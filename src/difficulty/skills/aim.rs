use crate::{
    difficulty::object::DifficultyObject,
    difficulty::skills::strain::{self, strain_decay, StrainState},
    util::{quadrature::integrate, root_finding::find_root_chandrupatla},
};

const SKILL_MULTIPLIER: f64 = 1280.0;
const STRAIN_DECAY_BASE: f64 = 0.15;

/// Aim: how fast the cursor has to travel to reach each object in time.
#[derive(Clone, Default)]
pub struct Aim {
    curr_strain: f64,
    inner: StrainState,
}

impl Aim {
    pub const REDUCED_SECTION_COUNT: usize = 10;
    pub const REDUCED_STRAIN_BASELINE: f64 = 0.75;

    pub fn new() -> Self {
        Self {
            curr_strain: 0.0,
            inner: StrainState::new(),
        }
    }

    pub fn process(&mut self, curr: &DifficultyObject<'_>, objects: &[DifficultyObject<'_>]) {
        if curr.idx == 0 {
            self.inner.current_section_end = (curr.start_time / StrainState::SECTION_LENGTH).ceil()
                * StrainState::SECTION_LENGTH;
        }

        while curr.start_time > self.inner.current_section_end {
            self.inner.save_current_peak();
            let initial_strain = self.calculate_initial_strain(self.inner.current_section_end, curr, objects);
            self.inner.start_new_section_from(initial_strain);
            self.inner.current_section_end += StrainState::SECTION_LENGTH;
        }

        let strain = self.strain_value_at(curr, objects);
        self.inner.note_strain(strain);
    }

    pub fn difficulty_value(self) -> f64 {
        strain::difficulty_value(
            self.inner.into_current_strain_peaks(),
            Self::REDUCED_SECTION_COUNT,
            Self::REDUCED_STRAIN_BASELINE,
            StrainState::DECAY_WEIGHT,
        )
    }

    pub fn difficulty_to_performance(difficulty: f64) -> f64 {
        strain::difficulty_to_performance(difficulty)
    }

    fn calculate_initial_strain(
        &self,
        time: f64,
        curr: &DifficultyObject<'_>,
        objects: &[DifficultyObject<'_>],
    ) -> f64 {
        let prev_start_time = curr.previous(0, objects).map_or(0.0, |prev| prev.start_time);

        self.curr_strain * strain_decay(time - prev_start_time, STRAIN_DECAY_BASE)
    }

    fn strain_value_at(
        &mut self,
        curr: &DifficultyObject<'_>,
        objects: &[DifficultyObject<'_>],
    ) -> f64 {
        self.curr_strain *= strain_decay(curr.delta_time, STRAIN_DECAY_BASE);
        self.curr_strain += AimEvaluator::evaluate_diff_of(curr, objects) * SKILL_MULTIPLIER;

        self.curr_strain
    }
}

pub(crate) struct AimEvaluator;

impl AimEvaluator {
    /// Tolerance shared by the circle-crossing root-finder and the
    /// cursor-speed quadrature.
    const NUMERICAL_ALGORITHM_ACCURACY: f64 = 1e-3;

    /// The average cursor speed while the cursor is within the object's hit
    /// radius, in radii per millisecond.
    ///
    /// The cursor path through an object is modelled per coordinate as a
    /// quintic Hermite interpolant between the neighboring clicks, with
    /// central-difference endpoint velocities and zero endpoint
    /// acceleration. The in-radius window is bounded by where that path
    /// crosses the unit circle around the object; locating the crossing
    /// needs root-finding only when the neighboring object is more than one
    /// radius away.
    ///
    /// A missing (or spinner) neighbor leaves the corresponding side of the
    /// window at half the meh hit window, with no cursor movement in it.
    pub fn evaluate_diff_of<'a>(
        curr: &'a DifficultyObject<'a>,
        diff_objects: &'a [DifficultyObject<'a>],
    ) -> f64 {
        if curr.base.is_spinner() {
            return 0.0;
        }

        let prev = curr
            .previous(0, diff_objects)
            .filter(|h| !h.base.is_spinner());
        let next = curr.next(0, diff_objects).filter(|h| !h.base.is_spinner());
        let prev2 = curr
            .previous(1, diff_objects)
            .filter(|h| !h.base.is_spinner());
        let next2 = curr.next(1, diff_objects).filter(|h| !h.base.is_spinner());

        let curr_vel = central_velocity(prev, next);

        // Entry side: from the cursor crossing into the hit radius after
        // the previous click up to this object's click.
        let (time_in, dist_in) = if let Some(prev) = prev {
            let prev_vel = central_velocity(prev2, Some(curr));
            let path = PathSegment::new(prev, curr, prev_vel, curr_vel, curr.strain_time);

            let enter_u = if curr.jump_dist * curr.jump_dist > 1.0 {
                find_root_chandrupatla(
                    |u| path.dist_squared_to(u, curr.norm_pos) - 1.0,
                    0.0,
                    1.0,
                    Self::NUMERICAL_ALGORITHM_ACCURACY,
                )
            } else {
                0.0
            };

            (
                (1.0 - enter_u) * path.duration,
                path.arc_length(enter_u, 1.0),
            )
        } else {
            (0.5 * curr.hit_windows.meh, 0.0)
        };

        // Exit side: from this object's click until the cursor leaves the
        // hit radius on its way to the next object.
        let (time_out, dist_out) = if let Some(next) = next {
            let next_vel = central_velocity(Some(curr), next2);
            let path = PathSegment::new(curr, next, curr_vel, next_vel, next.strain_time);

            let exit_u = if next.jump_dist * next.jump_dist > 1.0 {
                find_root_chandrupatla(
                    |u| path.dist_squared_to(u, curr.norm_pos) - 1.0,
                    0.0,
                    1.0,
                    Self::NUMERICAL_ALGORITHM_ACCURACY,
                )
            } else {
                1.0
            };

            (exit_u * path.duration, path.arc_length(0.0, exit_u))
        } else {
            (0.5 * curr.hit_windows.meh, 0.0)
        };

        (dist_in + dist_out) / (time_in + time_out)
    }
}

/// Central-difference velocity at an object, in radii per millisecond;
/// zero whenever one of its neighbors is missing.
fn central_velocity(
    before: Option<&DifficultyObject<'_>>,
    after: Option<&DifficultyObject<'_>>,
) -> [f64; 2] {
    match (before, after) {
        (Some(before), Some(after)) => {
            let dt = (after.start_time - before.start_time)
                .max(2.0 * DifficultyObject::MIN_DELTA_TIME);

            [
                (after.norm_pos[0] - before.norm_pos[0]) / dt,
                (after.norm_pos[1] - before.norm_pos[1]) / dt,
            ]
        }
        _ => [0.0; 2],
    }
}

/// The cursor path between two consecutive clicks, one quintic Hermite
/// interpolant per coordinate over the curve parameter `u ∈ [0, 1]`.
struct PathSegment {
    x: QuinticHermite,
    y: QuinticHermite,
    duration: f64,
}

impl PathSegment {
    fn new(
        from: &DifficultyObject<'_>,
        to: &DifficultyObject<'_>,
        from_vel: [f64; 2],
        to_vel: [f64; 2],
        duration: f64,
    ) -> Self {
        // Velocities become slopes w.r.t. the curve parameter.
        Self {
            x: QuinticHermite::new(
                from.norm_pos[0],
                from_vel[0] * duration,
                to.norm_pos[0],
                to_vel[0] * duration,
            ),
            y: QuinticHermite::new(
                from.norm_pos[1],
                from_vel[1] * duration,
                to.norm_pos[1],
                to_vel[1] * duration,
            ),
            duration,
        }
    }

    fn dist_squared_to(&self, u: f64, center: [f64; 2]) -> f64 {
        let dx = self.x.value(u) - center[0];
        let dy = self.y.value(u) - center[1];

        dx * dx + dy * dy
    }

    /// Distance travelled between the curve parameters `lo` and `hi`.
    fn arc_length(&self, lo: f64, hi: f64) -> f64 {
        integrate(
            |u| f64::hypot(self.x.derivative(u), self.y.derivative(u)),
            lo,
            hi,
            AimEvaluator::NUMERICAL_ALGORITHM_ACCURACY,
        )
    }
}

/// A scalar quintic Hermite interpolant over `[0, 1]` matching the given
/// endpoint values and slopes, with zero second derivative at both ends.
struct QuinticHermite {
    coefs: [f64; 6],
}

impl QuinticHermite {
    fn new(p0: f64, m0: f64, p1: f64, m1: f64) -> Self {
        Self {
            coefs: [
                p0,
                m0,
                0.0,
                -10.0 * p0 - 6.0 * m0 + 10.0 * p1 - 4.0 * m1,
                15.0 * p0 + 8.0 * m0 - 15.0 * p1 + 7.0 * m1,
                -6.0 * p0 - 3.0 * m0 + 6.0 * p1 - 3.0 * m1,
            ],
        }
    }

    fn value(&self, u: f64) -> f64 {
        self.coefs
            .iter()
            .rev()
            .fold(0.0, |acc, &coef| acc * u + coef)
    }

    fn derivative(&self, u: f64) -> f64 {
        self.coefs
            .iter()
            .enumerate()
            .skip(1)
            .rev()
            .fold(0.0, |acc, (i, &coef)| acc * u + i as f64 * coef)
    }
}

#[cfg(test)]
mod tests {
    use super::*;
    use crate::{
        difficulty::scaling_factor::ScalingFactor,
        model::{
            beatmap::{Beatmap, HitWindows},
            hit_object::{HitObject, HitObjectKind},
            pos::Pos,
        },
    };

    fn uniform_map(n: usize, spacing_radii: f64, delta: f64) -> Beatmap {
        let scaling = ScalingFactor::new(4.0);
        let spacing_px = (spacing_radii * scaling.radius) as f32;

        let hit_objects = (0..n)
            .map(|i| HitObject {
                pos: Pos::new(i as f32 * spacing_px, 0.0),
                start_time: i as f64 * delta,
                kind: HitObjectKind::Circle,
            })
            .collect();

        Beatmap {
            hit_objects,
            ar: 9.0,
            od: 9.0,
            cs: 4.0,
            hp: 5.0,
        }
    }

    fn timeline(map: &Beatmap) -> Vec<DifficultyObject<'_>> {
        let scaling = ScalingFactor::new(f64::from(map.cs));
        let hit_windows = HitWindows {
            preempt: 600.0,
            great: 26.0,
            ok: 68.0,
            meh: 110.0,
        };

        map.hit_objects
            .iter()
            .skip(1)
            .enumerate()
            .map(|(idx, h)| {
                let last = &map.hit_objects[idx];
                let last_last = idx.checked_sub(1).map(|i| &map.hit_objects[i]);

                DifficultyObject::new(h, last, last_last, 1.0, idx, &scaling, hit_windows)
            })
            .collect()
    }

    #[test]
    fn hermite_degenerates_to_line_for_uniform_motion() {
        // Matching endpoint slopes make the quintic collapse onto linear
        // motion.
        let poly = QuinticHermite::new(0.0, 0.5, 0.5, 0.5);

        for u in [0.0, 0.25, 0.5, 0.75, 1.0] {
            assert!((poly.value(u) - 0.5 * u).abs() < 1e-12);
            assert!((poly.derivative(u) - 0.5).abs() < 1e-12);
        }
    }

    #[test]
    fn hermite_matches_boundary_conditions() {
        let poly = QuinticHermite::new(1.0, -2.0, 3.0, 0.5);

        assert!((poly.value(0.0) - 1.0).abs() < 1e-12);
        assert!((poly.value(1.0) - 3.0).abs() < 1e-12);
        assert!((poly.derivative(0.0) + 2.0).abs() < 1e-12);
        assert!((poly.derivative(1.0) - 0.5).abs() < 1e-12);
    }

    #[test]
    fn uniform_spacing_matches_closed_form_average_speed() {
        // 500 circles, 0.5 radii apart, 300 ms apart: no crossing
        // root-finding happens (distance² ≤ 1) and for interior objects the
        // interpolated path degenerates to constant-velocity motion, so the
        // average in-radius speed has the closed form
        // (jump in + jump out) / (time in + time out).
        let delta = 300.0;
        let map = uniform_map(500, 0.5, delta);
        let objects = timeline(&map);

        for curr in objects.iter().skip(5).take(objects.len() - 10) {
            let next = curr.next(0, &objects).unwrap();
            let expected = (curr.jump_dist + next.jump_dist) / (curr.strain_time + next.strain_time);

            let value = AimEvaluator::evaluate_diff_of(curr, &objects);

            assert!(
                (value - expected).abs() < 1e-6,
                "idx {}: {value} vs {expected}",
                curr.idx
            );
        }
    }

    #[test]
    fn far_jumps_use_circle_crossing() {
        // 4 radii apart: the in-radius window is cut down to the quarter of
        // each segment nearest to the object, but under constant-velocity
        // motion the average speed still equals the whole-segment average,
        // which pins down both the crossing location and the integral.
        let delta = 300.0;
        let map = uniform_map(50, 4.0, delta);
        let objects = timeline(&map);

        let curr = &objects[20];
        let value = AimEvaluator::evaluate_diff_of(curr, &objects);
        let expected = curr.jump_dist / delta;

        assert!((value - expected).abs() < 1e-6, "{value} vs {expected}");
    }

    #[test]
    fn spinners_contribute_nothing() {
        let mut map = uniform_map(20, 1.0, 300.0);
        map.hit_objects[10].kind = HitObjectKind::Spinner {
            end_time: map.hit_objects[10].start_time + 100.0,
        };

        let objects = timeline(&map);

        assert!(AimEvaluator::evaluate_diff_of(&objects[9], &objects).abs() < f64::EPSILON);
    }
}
# # #
Exercise brief
Only a number is asked for here: the count of lines in the records that hold "missing".

Exercise result
2